Got a Phobia? Perhaps You Inherited It!
The latest research shows that mice can pass on the memories of traumatic and stressful events to their offspring and future generations. Researchers taught mice to fear the smell of cherry blossoms by subjecting them to electric shock whenever the odor was present. After the training was fully integrated and the mice showed fear aversion to the smell of cherry blossom, scientists allowed the mice to breed. From the very first encounter, their offspring exhibited the same fear of cherry blossom odor compared to a neutral odor. The following generation showed the same aversion to the smell of cherry blossoms.
When researchers examined the brains of the mice they discovered that areas responsible for odor detection showed signs of structural alterations, and an examination of their DNA revealed epigenetic methylation (chemical changes) on the gene that detects odor.
What does this mean for humans? It may help shed light on why some people suffer from phobias that appear to have no basis in personal experience. These phobias may be transmitted from ancestral experience before conception.

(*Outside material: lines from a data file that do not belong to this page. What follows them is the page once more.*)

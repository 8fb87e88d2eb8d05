//! Line-addressed region splicing.
//!
//! [`splice`] is the whole algorithm: a pure function from a document and an
//! ordered list of [`Operation`]s to a new document. Everything else in this
//! module helps callers produce those operations: [`boundary`] converts
//! displayed line numbers, [`anchor`] finds marker lines, [`plan`] reads JSON
//! edit plans and [`report`] describes the outcome.

pub mod anchor;
pub mod boundary;
pub mod engine;
pub mod operation;
pub mod plan;
pub mod report;
#[cfg(test)]
pub(crate) mod test_helpers;

pub use engine::{checked_range, splice, split_lines};
pub use operation::{Operation, SpliceError};
use std::io::Write;
use std::path::{Path, PathBuf};

use tempfile::NamedTempFile;
use thiserror::Error;
use tracing::debug;

use crate::splice::split_lines;

#[derive(Debug, Error)]
pub enum DocumentError {
    #[error("Failed to read file {}: {source}", path.display())]
    Read {
        path: PathBuf,
        source: std::io::Error,
    },
    #[error("Failed to write to file {}: {source}", path.display())]
    Write {
        path: PathBuf,
        source: std::io::Error,
    },
}

/// Loads a UTF-8 document as lines that keep their own terminators.
pub fn read_document(path: &Path) -> Result<Vec<String>, DocumentError> {
    let content = std::fs::read_to_string(path).map_err(|source| DocumentError::Read {
        path: path.to_path_buf(),
        source,
    })?;
    let lines = split_lines(&content);
    debug!(path = %path.display(), lines = lines.len(), "read document");
    Ok(lines)
}

/// Writes `lines` to `path`, replacing any existing file.
///
/// The content goes to a temporary file beside the target first and is then
/// renamed over it, so the target is never left half written. An existing
/// target keeps its permissions, and a symlinked target is edited through the
/// link rather than replaced by a regular file.
pub fn write_document<S: AsRef<str>>(path: &Path, lines: &[S]) -> Result<(), DocumentError> {
    let write_error = |source| DocumentError::Write {
        path: path.to_path_buf(),
        source,
    };
    let existing = std::fs::metadata(path).ok();
    let target = match existing {
        Some(_) => std::fs::canonicalize(path).map_err(write_error)?,
        None => path.to_path_buf(),
    };

    let mut file = NamedTempFile::new_in(parent_dir(&target)).map_err(write_error)?;
    if let Some(metadata) = &existing {
        file.as_file()
            .set_permissions(metadata.permissions())
            .map_err(write_error)?;
    }
    for line in lines {
        file.write_all(line.as_ref().as_bytes())
            .map_err(write_error)?;
    }
    file.flush().map_err(write_error)?;
    file.persist(&target).map_err(|e| write_error(e.error))?;
    debug!(path = %target.display(), lines = lines.len(), "wrote document");
    Ok(())
}

fn parent_dir(path: &Path) -> &Path {
    match path.parent() {
        Some(parent) if !parent.as_os_str().is_empty() => parent,
        _ => Path::new("."),
    }
}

Dr. Brian Dias, from the department of psychiatry at Emory University, said: “…our results allow us to appreciate how the experiences of a parent, before even conceiving offspring, markedly influence both structure and function in the nervous system of subsequent generations.”
The memories of our parents may increase our risk for neuropsychiatric disorders, such as phobias and anxiety. For example, people with an irrational fear of dogs, without ever having experienced a negative exchange with the animal, may have this fear because they inherited it from a parent.
This latest study indicates that memories are somehow transmitted from the brain, onto the genome, and passed onto offspring. As of yet, scientists don’t know how information becomes stored on the DNA, or if similar effects are indeed exhibited in humans.
Professor Wolf Reik, head of epigenetics at the Babraham Institute in Cambridge, explains: “These types of results are encouraging as they suggest that transgenerational inheritance exists and is mediated by epigenetics, but more careful mechanistic study of animal models is needed before extrapolating such findings to humans.”